**Stored items:**
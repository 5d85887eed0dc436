//! Error types for decoding
//!
//! A [`DecodeError`] is a flat list of [`Failure`]s. Every failure carries the
//! path from the decoded root to the offending value, so a nested failure such
//! as a wrong type deep inside a sum variant renders as a single actionable line:
//!
//! ```text
//! schema.file.frontmatter: expected string, found 42
//! ```
//!
//! Combinators never stop at the first failure when sibling values can still be
//! checked; they concatenate failures instead.

use std::fmt;

use serde_json::Value;
use thiserror::Error;

/// Result type for decoding operations
pub type Result<T> = std::result::Result<T, DecodeError>;

/// Longest rendering of an offending value before it is truncated
const MAX_FOUND_LEN: usize = 48;

/// One step on the path from the decoded root to a failure.
#[derive(Debug, Clone, PartialEq, Eq)]
pub enum Segment {
    /// A property of an object
    Key(String),
    /// The tag of a sum variant
    Variant(String),
    /// An element of an array
    Index(usize),
}

impl fmt::Display for Segment {
    fn fmt(&self, f: &mut fmt::Formatter<'_>) -> fmt::Result {
        match self {
            Segment::Key(key) | Segment::Variant(key) => write!(f, "{key}"),
            Segment::Index(index) => write!(f, "[{index}]"),
        }
    }
}

/// Why a value failed to decode.
#[derive(Debug, Clone, PartialEq)]
pub enum Reason {
    /// The value has the wrong shape
    Type { expected: String, found: String },
    /// A required property is absent
    Missing,
    /// A sum value carries none of the declared variant tags
    NoVariant { expected: Vec<String> },
    /// A sum value carries more than one declared variant tag
    Ambiguous { found: Vec<String> },
    /// Free-form failure raised by a custom decoder
    Message(String),
}

impl fmt::Display for Reason {
    fn fmt(&self, f: &mut fmt::Formatter<'_>) -> fmt::Result {
        match self {
            Reason::Type { expected, found } => write!(f, "expected {expected}, found {found}"),
            Reason::Missing => write!(f, "required property is missing"),
            Reason::NoVariant { expected } => {
                write!(f, "expected exactly one of {}, found none", quoted(expected))
            }
            Reason::Ambiguous { found } => {
                write!(f, "expected exactly one variant, found {}", quoted(found))
            }
            Reason::Message(message) => write!(f, "{message}"),
        }
    }
}

/// A single decoding failure and where it happened.
#[derive(Debug, Clone, PartialEq)]
pub struct Failure {
    pub path: Vec<Segment>,
    pub reason: Reason,
}

impl Failure {
    /// Dotted rendering of the path, `<root>` for the top-level value.
    pub fn path_string(&self) -> String {
        if self.path.is_empty() {
            return "<root>".to_string();
        }

        let mut rendered = String::new();
        for segment in &self.path {
            if !rendered.is_empty() && !matches!(segment, Segment::Index(_)) {
                rendered.push('.');
            }
            rendered.push_str(&segment.to_string());
        }
        rendered
    }
}

impl fmt::Display for Failure {
    fn fmt(&self, f: &mut fmt::Formatter<'_>) -> fmt::Result {
        write!(f, "{}: {}", self.path_string(), self.reason)
    }
}

/// Errors produced by decoders
#[derive(Debug, Clone, PartialEq, Error)]
#[error("{}", render(.failures))]
pub struct DecodeError {
    failures: Vec<Failure>,
}

impl DecodeError {
    fn root(reason: Reason) -> Self {
        Self {
            failures: vec![Failure {
                path: Vec::new(),
                reason,
            }],
        }
    }

    /// The value does not have the `expected` shape.
    pub fn leaf(expected: impl Into<String>, found: &Value) -> Self {
        Self::root(Reason::Type {
            expected: expected.into(),
            found: describe(found),
        })
    }

    /// A required value is absent.
    pub fn missing() -> Self {
        Self::root(Reason::Missing)
    }

    /// None of the `expected` variant tags were present.
    pub fn no_variant(expected: Vec<String>) -> Self {
        Self::root(Reason::NoVariant { expected })
    }

    /// More than one variant tag was present.
    pub fn ambiguous(found: Vec<String>) -> Self {
        Self::root(Reason::Ambiguous { found })
    }

    /// A custom failure.
    pub fn message(message: impl Into<String>) -> Self {
        Self::root(Reason::Message(message.into()))
    }

    /// Merge several errors into one, keeping every failure.
    ///
    /// Returns an error with no failures when the iterator is empty; callers only
    /// concatenate after at least one sibling failed.
    pub fn concat(errors: impl IntoIterator<Item = DecodeError>) -> Self {
        Self {
            failures: errors.into_iter().flat_map(|e| e.failures).collect(),
        }
    }

    /// Qualify every failure with an object key.
    pub fn at_key(self, key: impl Into<String>) -> Self {
        self.prefixed(Segment::Key(key.into()))
    }

    /// Qualify every failure with a sum variant tag.
    pub fn at_variant(self, tag: impl Into<String>) -> Self {
        self.prefixed(Segment::Variant(tag.into()))
    }

    /// Qualify every failure with an array index.
    pub fn at_index(self, index: usize) -> Self {
        self.prefixed(Segment::Index(index))
    }

    fn prefixed(mut self, segment: Segment) -> Self {
        for failure in &mut self.failures {
            failure.path.insert(0, segment.clone());
        }
        self
    }

    /// All recorded failures, in the order they were found.
    pub fn failures(&self) -> &[Failure] {
        &self.failures
    }

    /// One human-readable line per violated path.
    pub fn lines(&self) -> Vec<String> {
        self.failures.iter().map(ToString::to_string).collect()
    }
}

fn render(failures: &[Failure]) -> String {
    failures
        .iter()
        .map(ToString::to_string)
        .collect::<Vec<_>>()
        .join("\n")
}

fn quoted(tags: &[String]) -> String {
    tags.iter()
        .map(|tag| format!("\"{tag}\""))
        .collect::<Vec<_>>()
        .join(", ")
}

/// Short rendering of an offending value.
fn describe(value: &Value) -> String {
    let rendered = match value {
        Value::Null => return "null".to_string(),
        Value::Object(map) if map.is_empty() => return "{}".to_string(),
        other => other.to_string(),
    };

    if rendered.chars().count() > MAX_FOUND_LEN {
        let truncated: String = rendered.chars().take(MAX_FOUND_LEN).collect();
        format!("{truncated}...")
    } else {
        rendered
    }
}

**EXERCISE OBJECTIVE:** Examine the records above and state the number of lines that include "tags", with no further text.

**EXERCISE RESPONSE:** 4